> Work to complete: Reproduce the entries from their first line up to and including the line with "const HEADER_MARKER: &str". Leave out everything after it.

> Entries supplied:
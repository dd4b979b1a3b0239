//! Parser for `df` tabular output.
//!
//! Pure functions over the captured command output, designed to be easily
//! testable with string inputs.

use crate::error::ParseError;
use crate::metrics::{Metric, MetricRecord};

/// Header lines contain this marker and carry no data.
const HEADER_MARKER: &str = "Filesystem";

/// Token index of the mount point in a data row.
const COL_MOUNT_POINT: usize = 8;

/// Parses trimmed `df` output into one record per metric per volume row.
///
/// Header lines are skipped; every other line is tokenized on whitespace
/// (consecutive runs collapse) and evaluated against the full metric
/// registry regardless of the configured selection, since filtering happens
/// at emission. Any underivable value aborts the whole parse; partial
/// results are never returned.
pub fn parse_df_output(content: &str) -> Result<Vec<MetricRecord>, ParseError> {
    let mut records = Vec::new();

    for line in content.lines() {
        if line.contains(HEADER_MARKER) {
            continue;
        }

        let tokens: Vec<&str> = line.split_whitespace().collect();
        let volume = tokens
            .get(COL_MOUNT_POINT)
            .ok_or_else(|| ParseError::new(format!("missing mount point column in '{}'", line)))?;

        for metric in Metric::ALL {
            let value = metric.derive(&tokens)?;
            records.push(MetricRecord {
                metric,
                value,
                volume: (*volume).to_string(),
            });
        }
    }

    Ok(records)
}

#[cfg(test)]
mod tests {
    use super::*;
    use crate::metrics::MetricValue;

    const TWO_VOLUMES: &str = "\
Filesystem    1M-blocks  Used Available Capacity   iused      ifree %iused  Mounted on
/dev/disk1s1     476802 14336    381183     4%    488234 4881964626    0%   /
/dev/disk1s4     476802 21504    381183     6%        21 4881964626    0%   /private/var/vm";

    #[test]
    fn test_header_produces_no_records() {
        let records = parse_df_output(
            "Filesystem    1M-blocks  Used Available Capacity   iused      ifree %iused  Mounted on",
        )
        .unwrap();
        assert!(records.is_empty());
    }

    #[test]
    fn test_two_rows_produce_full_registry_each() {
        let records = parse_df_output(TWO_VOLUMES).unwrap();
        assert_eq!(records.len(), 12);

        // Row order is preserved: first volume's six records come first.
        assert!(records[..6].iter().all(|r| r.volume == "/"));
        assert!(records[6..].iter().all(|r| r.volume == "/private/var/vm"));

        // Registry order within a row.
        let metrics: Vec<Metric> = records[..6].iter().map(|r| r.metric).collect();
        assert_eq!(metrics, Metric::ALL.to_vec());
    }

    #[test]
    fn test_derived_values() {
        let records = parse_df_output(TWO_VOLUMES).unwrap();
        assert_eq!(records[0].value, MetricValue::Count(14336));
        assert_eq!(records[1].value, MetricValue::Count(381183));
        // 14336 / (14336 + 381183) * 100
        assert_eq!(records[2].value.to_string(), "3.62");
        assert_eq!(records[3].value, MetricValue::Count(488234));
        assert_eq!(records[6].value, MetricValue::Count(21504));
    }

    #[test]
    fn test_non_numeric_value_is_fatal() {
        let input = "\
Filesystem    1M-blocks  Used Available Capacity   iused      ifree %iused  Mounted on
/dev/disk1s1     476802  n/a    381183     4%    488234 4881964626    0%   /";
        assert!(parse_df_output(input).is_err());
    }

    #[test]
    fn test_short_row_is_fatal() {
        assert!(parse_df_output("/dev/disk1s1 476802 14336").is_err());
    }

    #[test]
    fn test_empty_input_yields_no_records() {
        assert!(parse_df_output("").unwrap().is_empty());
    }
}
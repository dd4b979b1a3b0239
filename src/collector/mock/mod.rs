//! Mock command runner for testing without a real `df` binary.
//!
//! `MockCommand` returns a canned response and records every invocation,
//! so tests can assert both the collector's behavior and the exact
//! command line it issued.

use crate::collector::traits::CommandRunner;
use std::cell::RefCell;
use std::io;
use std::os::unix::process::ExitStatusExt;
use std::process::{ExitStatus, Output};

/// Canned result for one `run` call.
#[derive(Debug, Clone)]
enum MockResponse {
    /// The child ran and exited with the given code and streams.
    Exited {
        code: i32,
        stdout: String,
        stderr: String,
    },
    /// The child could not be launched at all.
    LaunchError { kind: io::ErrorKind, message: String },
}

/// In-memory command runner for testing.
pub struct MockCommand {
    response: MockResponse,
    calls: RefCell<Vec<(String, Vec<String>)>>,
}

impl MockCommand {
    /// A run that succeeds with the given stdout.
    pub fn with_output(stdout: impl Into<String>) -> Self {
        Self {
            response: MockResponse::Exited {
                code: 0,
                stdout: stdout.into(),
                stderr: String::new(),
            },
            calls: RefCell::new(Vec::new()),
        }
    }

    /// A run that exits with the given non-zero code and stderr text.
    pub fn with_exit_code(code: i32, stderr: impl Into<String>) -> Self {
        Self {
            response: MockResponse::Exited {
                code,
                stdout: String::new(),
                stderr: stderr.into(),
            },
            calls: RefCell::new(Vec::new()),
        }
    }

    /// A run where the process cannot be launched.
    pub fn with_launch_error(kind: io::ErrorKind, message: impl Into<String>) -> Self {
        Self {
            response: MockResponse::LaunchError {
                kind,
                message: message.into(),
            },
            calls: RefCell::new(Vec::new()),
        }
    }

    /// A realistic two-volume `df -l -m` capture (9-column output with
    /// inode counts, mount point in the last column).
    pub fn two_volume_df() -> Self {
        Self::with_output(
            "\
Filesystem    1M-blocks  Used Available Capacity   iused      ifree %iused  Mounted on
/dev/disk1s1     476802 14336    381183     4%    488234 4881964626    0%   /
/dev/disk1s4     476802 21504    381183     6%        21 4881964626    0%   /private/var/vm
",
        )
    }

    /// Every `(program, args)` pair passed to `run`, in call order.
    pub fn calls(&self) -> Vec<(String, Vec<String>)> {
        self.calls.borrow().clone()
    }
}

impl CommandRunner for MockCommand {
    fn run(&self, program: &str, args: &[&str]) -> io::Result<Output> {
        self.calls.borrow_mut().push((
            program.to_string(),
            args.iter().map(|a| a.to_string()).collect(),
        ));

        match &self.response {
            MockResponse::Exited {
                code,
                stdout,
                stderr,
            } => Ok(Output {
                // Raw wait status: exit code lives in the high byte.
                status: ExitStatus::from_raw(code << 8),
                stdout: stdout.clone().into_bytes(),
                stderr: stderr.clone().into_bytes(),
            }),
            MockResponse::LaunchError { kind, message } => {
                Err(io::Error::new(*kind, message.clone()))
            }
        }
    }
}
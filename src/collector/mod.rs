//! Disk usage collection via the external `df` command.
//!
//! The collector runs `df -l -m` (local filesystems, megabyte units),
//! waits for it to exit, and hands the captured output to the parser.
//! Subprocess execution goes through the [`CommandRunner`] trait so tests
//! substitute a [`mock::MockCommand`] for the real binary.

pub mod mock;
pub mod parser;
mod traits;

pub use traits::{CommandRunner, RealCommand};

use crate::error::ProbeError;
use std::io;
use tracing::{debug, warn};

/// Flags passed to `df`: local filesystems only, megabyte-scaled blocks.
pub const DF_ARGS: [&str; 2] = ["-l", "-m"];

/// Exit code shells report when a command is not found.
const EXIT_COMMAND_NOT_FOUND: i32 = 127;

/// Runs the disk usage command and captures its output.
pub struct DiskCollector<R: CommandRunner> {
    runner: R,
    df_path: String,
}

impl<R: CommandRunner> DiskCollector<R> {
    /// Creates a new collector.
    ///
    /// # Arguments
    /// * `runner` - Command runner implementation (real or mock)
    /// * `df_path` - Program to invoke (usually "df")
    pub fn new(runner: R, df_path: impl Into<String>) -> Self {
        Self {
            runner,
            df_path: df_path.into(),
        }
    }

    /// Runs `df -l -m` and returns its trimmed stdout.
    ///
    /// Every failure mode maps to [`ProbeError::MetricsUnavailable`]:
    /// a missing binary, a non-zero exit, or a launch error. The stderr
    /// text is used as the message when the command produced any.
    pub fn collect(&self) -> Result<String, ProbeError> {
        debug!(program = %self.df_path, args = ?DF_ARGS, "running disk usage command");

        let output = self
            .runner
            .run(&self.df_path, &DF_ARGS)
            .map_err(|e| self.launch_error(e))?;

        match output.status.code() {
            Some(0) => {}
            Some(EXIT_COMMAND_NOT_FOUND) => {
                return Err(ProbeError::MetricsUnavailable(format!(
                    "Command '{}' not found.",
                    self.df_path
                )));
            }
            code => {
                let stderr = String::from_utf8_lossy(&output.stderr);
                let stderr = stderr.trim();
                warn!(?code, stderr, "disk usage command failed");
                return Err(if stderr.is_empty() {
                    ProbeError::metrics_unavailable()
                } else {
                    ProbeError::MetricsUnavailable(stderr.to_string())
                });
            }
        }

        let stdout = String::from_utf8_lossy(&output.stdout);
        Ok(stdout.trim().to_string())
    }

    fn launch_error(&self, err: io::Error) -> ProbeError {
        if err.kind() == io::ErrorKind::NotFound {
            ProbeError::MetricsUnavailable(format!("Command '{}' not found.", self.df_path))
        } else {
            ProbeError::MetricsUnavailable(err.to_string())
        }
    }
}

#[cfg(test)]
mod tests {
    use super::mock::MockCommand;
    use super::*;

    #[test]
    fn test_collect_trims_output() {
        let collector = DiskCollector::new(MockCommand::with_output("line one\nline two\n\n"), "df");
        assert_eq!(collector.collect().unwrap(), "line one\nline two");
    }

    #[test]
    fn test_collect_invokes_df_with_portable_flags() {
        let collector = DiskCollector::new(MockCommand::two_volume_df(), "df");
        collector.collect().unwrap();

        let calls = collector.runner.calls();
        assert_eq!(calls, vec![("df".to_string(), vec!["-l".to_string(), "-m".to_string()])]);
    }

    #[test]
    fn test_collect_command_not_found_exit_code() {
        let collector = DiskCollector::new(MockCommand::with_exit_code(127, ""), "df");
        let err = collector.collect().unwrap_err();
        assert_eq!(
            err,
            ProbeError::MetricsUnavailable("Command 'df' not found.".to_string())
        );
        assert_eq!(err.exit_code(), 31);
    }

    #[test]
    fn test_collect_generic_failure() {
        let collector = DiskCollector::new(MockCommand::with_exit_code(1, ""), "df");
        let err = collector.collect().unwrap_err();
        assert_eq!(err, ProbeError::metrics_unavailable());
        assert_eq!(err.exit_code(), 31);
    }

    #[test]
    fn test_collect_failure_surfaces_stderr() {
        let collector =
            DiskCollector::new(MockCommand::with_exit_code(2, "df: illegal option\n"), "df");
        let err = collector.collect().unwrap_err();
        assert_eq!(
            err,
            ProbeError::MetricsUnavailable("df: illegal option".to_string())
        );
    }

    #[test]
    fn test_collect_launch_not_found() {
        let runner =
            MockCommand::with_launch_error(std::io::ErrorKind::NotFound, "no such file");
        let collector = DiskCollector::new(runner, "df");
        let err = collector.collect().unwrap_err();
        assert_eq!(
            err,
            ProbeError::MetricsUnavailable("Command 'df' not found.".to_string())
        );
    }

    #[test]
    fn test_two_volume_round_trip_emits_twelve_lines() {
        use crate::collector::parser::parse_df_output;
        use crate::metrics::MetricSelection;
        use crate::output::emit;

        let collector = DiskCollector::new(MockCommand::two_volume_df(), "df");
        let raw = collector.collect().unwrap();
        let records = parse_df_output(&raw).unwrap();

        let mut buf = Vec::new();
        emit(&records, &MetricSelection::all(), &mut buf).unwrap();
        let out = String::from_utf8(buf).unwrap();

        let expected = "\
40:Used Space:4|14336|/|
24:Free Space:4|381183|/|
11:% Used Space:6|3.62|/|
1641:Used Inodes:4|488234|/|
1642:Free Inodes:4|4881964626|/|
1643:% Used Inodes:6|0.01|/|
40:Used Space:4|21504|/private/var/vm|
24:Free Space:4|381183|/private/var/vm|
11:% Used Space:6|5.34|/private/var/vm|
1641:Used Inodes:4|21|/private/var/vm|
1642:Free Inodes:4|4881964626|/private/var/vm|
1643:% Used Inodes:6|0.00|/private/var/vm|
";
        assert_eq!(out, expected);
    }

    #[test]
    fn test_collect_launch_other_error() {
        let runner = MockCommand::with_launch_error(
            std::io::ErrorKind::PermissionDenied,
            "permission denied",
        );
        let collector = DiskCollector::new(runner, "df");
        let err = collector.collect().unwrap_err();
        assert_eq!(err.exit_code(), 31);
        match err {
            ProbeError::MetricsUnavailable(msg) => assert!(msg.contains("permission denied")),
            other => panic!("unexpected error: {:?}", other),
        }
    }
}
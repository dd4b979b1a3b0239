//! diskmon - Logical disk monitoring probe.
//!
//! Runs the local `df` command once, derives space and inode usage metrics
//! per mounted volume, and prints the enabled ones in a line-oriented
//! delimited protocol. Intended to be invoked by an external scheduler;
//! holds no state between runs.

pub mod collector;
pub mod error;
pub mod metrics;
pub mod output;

> The completed task:
repository dd4b979b1a3b0239
//! Parser for `df` tabular output.
//!
//! Pure functions over the captured command output, designed to be easily
//! testable with string inputs.

use crate::error::ParseError;
use crate::metrics::{Metric, MetricRecord};

/// Header lines contain this marker and carry no data.
const HEADER_MARKER: &str = "Filesystem";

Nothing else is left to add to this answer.